Oh, that has been done, I think, had recourse to law.

[Q] Yes, which is again a horrible thing to have to do. And one wonders where that dogma came from. It would be interesting to know why suddenly... I mean, because you need to work with the parents in some way, don't you, if you're allowed to but...

If you're allowed to. It's really strange that, how people, people everyone says people are irrational but, in fact, it's kind of a despairing need for some rational basis. I heard, again a rather harrowing really, thing on the radio a year or two ago where a child had the most terrible eczema, which, as you know, infantile eczema can be trivial, it can be a really awful, awful strain on parents and the child, can't it? And she was gone on herbal things and we know there is some Chinese thing which is relevant to this so it's not way out, but it's a bit out. And the child got worse and worse and worse and she finally accepted the need to go to a Great Ormond Street or some where dermatologist who explained to her that the fears about steroids were valid, but they were now unfounded because we now know how much steroid will stop a child growing, how much will not and how to use it, how intermittently to use it. I don't know exactly how you'd treat it but, you know, a dermatologist does know actually and the child got magically better. And this poor woman expressed her terrible guilt that this thing she had fixed in her head turned out not to be right and the Western medicine, in this case, was right.

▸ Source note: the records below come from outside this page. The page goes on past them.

//! Error taxonomy shared by every BillingGate crate.

use std::fmt;

use thiserror::Error;

/// Result alias used throughout the SDK.
pub type Result<T> = std::result::Result<T, BillingGateError>;

/// The operation whose configuration requirements were not met.
#[derive(Debug, Clone, Copy, PartialEq, Eq)]
pub enum Flow {
    /// Encrypted redirect URL generation.
    Redirect,
    /// `POST /api/payment`.
    Payment,
    /// `GET /api/verify`.
    Verification,
}

impl fmt::Display for Flow {
    fn fmt(&self, f: &mut fmt::Formatter<'_>) -> fmt::Result {
        f.write_str(match self {
            Flow::Redirect => "redirect flow",
            Flow::Payment => "API flow",
            Flow::Verification => "verification",
        })
    }
}

/// Top-level SDK error type.
///
/// The set is closed so callers can branch on the kind of failure:
/// - [`BillingGateError::Configuration`] is raised before any I/O or crypto.
/// - [`BillingGateError::Transport`] carries the status and raw body of a non-2xx response.
/// - [`BillingGateError::Network`] wraps any other transport failure with its cause.
#[derive(Debug, Error)]
pub enum BillingGateError {
    /// A secret or URL required by the requested flow is missing.
    #[error("{field} is required for {flow}")]
    Configuration {
        /// Name of the missing setting (e.g. `"api_key"`).
        field: &'static str,
        /// Operation that needed it.
        flow: Flow,
    },

    /// Client settings could not be loaded or are out of range.
    #[error("invalid configuration: {0}")]
    InvalidConfig(String),

    /// The payment payload failed model validation.
    #[error("invalid payload: {0}")]
    InvalidPayload(String),

    /// The worker answered with a non-success HTTP status.
    #[error("worker returned {status}: {body}")]
    Transport {
        /// HTTP status code.
        status: u16,
        /// Raw response body, kept for diagnostics.
        body: String,
    },

    /// Serialisation, token encoding, or response-shape failure.
    #[error("encoding error: {message}")]
    Encoding {
        /// Description of what could not be encoded or decoded.
        message: String,
        /// Underlying cause, when there is one.
        #[source]
        source: Option<Box<dyn std::error::Error + Send + Sync + 'static>>,
    },

    /// Any other failure talking to the worker (connect, timeout, body read).
    #[error("{context}: {source}")]
    Network {
        /// What the client was doing when the failure happened.
        context: String,
        /// Underlying cause.
        #[source]
        source: Box<dyn std::error::Error + Send + Sync + 'static>,
    },
}

impl BillingGateError {
    /// Shorthand for a [`BillingGateError::Configuration`] error.
    pub fn missing(field: &'static str, flow: Flow) -> Self {
        Self::Configuration { field, flow }
    }

    /// Wrap an arbitrary error as a [`BillingGateError::Network`] failure.
    pub fn network<E>(context: impl Into<String>, source: E) -> Self
    where
        E: std::error::Error + Send + Sync + 'static,
    {
        Self::Network {
            context: context.into(),
            source: Box::new(source),
        }
    }

    /// An [`BillingGateError::Encoding`] failure with no underlying error.
    pub fn encoding(message: impl Into<String>) -> Self {
        Self::Encoding {
            message: message.into(),
            source: None,
        }
    }

    /// An [`BillingGateError::Encoding`] failure caused by `source`.
    ///
    /// The message is `"{context}: {source}"`; the cause stays reachable via
    /// [`std::error::Error::source`].
    pub fn encoding_with<E>(context: impl std::fmt::Display, source: E) -> Self
    where
        E: std::error::Error + Send + Sync + 'static,
    {
        Self::Encoding {
            message: format!("{context}: {source}"),
            source: Some(Box::new(source)),
        }
    }

    /// Returns `true` for configuration errors, missing or malformed.
    pub fn is_configuration(&self) -> bool {
        matches!(self, Self::Configuration { .. } | Self::InvalidConfig(_))
    }

    /// HTTP status of a [`BillingGateError::Transport`] error.
    pub fn status(&self) -> Option<u16> {
        match self {
            Self::Transport { status, .. } => Some(*status),
            _ => None,
        }
    }
}

impl From<serde_json::Error> for BillingGateError {
    fn from(e: serde_json::Error) -> Self {
        Self::encoding_with("json", e)
    }
}

#[cfg(test)]
mod tests {
    use super::*;
    use std::error::Error as _;

    #[test]
    fn configuration_message_names_field_and_flow() {
        let e = BillingGateError::missing("encryption_key", Flow::Redirect);
        assert!(e.is_configuration());
        assert_eq!(e.to_string(), "encryption_key is required for redirect flow");
    }

    #[test]
    fn transport_exposes_status_and_body() {
        let e = BillingGateError::Transport {
            status: 404,
            body: "transaction not found".into(),
        };
        assert_eq!(e.status(), Some(404));
        assert!(e.to_string().contains("transaction not found"));
        assert!(!e.is_configuration());
    }

    #[test]
    fn network_preserves_source() {
        let io = std::io::Error::new(std::io::ErrorKind::ConnectionRefused, "refused");
        let e = BillingGateError::network("payment creation failed", io);
        assert!(e.to_string().starts_with("payment creation failed"));
        assert!(e.source().is_some());
        assert_eq!(e.status(), None);
    }

    #[test]
    fn json_failure_keeps_cause_as_source() {
        let json = serde_json::from_str::<serde_json::Value>("{").unwrap_err();
        let e = BillingGateError::from(json);
        assert!(matches!(e, BillingGateError::Encoding { .. }));
        assert!(e.to_string().starts_with("encoding error: json: "));
        let source = e.source().unwrap();
        assert!(source.downcast_ref::<serde_json::Error>().is_some());
    }

    #[test]
    fn shape_failure_has_no_source() {
        let e = BillingGateError::encoding("unexpected verify response: 42");
        assert_eq!(e.to_string(), "encoding error: unexpected verify response: 42");
        assert!(e.source().is_none());
    }
}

[Q] Well, perhaps it's this funny either/or phenomenon that we've got, isn't it? I'm not sure that this isn't partly the blame is not partly to be laid at the door of medicine because somewhere hidden, written in invisible ink on our, on our doors is, you know: come in here and...

We know best.

[Q] We know best and leave your funny ideas outside. That's quite right. I think that's hugely destructive. If one could have a mix and match, it might be much more difficult to do, but I mean... I'm part of a process of bringing French doctors over to UK, and it's fascinating of course when you meet someone else's culture you, you know, even just 20 miles across the channel, we know the French are very different from us. But, the approach of these general practitioners would be: let's follow the physical line until we proved that it, there isn't anything there, and then we'll deal with the psychological.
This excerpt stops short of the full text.